/*
* This file or a portion of this file is licensed under the terms of
* the Globus Toolkit Public License, found in file GTPL, or at
* http://www.globus.org/toolkit/download/license.html. This notice must
* appear in redistributions of this file, with or without modification.
*
* Redistributions of this Software, with or without modification, must
* reproduce the GTPL in: (1) the Software, or (2) the Documentation or
* some other similar material which is provided with the Software (if
* any).
*
* Copyright 1999-2004 University of Chicago and The University of
* Southern California.

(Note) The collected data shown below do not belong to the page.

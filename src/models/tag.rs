use crate::coercion::{optional_integer, optional_text};
use crate::schema::tags;
use chrono::NaiveDateTime;
use diesel::prelude::*;
use diesel::result::Error;
use rocket::serde::{Deserialize, Serialize};

#[derive(Queryable, Selectable, Identifiable, Serialize, Debug, Clone, PartialEq)]
#[diesel(table_name = tags)]
#[diesel(check_for_backend(diesel::sqlite::Sqlite))]
pub struct Tag {
    pub id: i32,
    pub name: String,
    #[serde(rename = "type")]
    pub tag_type: Option<String>,
    pub parent_tag_id: Option<i32>,
    pub description: Option<String>,
    #[serde(skip_serializing)]
    pub created_at: NaiveDateTime,
    #[serde(skip_serializing)]
    pub updated_at: NaiveDateTime,
}

#[derive(Insertable, Deserialize, Debug, Default)]
#[diesel(table_name = tags)]
pub struct NewTag {
    #[serde(default, deserialize_with = "optional_text")]
    pub name: Option<String>,
    #[serde(default, rename = "type", deserialize_with = "optional_text")]
    pub tag_type: Option<String>,
    #[serde(default, deserialize_with = "optional_integer")]
    pub parent_tag_id: Option<i32>,
    #[serde(default, deserialize_with = "optional_text")]
    pub description: Option<String>,
}

impl Tag {
    pub fn find(database_connection: &mut SqliteConnection, tag_id: i32) -> Result<Option<Tag>, Error> {
        tags::table.find(tag_id).first(database_connection).optional()
    }

    pub fn find_by_name(
        database_connection: &mut SqliteConnection,
        name: &str,
    ) -> Result<Option<Tag>, Error> {
        tags::table
            .filter(tags::name.eq(name))
            .order(tags::id.asc())
            .first(database_connection)
            .optional()
    }

    pub fn all(database_connection: &mut SqliteConnection) -> Result<Vec<Tag>, Error> {
        tags::table
            .order((tags::name.asc(), tags::id.asc()))
            .load(database_connection)
    }

    pub fn add(database_connection: &mut SqliteConnection, new_tag: &NewTag) -> Result<i32, Error> {
        diesel::insert_into(tags::table)
            .values(new_tag)
            .returning(tags::id)
            .get_result(database_connection)
    }
}
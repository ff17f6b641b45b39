use crate::coercion::{flag, optional_integer, optional_text};
use crate::models::sentence_template::SentenceTemplate;
use crate::schema::template_slots;
use diesel::prelude::*;
use diesel::result::Error;
use rocket::serde::{Deserialize, Serialize};

pub const DEFAULT_PART_OF_SPEECH: &str = "noun";

#[derive(Queryable, Selectable, Identifiable, Associations, Serialize, Debug, Clone, PartialEq)]
#[diesel(belongs_to(SentenceTemplate, foreign_key = template_id))]
#[diesel(table_name = template_slots)]
#[diesel(check_for_backend(diesel::sqlite::Sqlite))]
pub struct TemplateSlot {
    pub id: i32,
    pub template_id: i32,
    pub slot_name: String,
    pub grammatical_role: Option<String>,
    pub part_of_speech: Option<String>,
    pub is_required: bool,
    pub order_index: i32,
    pub notes: Option<String>,
}

#[derive(Deserialize, Debug, Default)]
pub struct NewTemplateSlotData {
    #[serde(default, deserialize_with = "optional_integer")]
    pub template_id: Option<i32>,
    #[serde(default, deserialize_with = "optional_text")]
    pub slot_name: Option<String>,
    #[serde(default, deserialize_with = "optional_text")]
    pub grammatical_role: Option<String>,
    #[serde(default, deserialize_with = "optional_text")]
    pub part_of_speech: Option<String>,
    #[serde(default, deserialize_with = "flag")]
    pub is_required: bool,
    #[serde(default, deserialize_with = "optional_integer")]
    pub order_index: Option<i32>,
    #[serde(default, deserialize_with = "optional_text")]
    pub notes: Option<String>,
}

#[derive(Insertable, Debug)]
#[diesel(table_name = template_slots)]
pub struct NewTemplateSlot {
    pub template_id: i32,
    pub slot_name: String,
    pub grammatical_role: Option<String>,
    pub part_of_speech: Option<String>,
    pub is_required: bool,
    pub order_index: i32,
    pub notes: Option<String>,
}

#[derive(Debug)]
pub enum SlotRejection {
    MissingFields,
    UnknownTemplate,
    NotInPattern,
    DuplicateName,
    Store(Error),
}

impl From<Error> for SlotRejection {
    fn from(error: Error) -> SlotRejection {
        SlotRejection::Store(error)
    }
}

impl TemplateSlot {
    pub fn required_part_of_speech(&self) -> &str {
        self.part_of_speech
            .as_deref()
            .filter(|part_of_speech| !part_of_speech.is_empty())
            .unwrap_or(DEFAULT_PART_OF_SPEECH)
    }

    pub fn for_template(
        database_connection: &mut SqliteConnection,
        template_id: i32,
    ) -> Result<Vec<TemplateSlot>, Error> {
        template_slots::table
            .filter(template_slots::template_id.eq(template_id))
            .order((template_slots::order_index.asc(), template_slots::id.asc()))
            .load(database_connection)
    }

    pub fn prepare(
        database_connection: &mut SqliteConnection,
        data: NewTemplateSlotData,
    ) -> Result<NewTemplateSlot, SlotRejection> {
        let (template_id, slot_name) = match (data.template_id, data.slot_name) {
            (Some(template_id), Some(slot_name)) => (template_id, slot_name),
            _ => return Err(SlotRejection::MissingFields),
        };

        let template = match SentenceTemplate::find(database_connection, template_id)? {
            Some(template) => template,
            None => return Err(SlotRejection::UnknownTemplate),
        };
        if !template.placeholders().contains(&slot_name) {
            return Err(SlotRejection::NotInPattern);
        }

        let name_taken = template_slots::table
            .filter(template_slots::template_id.eq(template_id))
            .filter(template_slots::slot_name.eq(slot_name.as_str()))
            .count()
            .get_result::<i64>(database_connection)?
            > 0;
        if name_taken {
            return Err(SlotRejection::DuplicateName);
        }

        Ok(NewTemplateSlot {
            template_id,
            slot_name,
            grammatical_role: data.grammatical_role,
            part_of_speech: data.part_of_speech,
            is_required: data.is_required,
            order_index: data.order_index.unwrap_or(0),
            notes: data.notes,
        })
    }

    pub fn add(
        database_connection: &mut SqliteConnection,
        new_slot: &NewTemplateSlot,
    ) -> Result<i32, Error> {
        diesel::insert_into(template_slots::table)
            .values(new_slot)
            .returning(template_slots::id)
            .get_result(database_connection)
    }

    pub fn delete_many(database_connection: &mut SqliteConnection, ids: &[i32]) -> Result<usize, Error> {
        diesel::delete(template_slots::table.filter(template_slots::id.eq_any(ids.to_vec())))
            .execute(database_connection)
    }
}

All rights reserved.
*/
package org.griphyn.vdl.planner;
import java.io.*;
import java.util.*;
/**
* This class is used to represent the graph form of a workflow. The
* graph is represented using adjaceny lists. Each node is the name
* of a job in the workflow. The arcs represent dependencies of the
* jobs on one another.
*
* @author Jens-S. Vöckler
* @author Yong Zhao
* @version $Revision $
*/
public class Graph implements Cloneable
{
/**
* The adjacency list representing a graph.
*/
private Map m_adj;
/**
* Initializes internal objects to hold the graph.
*/
private void initialize()
{
m_adj = new HashMap();
}
/**
* Default constructor, call the initialize function
*/
public Graph()
{
initialize();
}
/**
* Clones the graph using a deep copy.
*/
public Object clone()
{
Graph result = new Graph();
for ( Iterator i = getVertices(); i.hasNext(); ) {
String node = (String) i.next();
result.m_adj.put( new String(node),
new ArrayList(neighbors(node)) );
}
return result;
}
/**
* Reads a stream representing the graph. The format of the stream is:
*
* <pre>
* # of vertices
* vertex adjcency_list_of_the_vertex
* </pre>
*
* @param reader is an input file open for reading.
*/
public Graph( Reader reader )
{
String line = null;
StringTokenizer token = null;
try {
LineNumberReader lnr = new LineNumberReader(reader);
line = lnr.readLine();
token = new StringTokenizer(line);
if ( token.countTokens() != 1 )
throw new Error( "Bad format: number of vertices is first line" );
// number of nodes
int n = Integer.parseInt( token.nextToken() );
initialize();
// read rest of graph
for ( int u = 0; u < n; ++u ) {
line = lnr.readLine();
token = new StringTokenizer(line);
if ( token.countTokens() < 1 )
throw new Error( "line " + lnr.getLineNumber() +
": Please specify the vertex and neighbor list." );
// add node to graph
String node = token.nextToken();
addVertex(node);
// add arcs to graph
while ( token.hasMoreTokens() ) {
String w = token.nextToken();
((List) m_adj.get(node)).add(new String(w));
}
}
} catch (IOException x) {
throw new Error("Bad input stream");
}
}
/**
* Provides an iterator over the vertices.
*
* @return an initialized iterator to walk all vertices.
*/
public Iterator getVertices()
{
return m_adj.keySet().iterator();
}
/**
* Adds a vertex to the adjacency list. The vortex's adjacency
* list is initialized to an empty list. If the vortex already
* exists, nothing will be done.
*
* @param node is the name of the vortex to add.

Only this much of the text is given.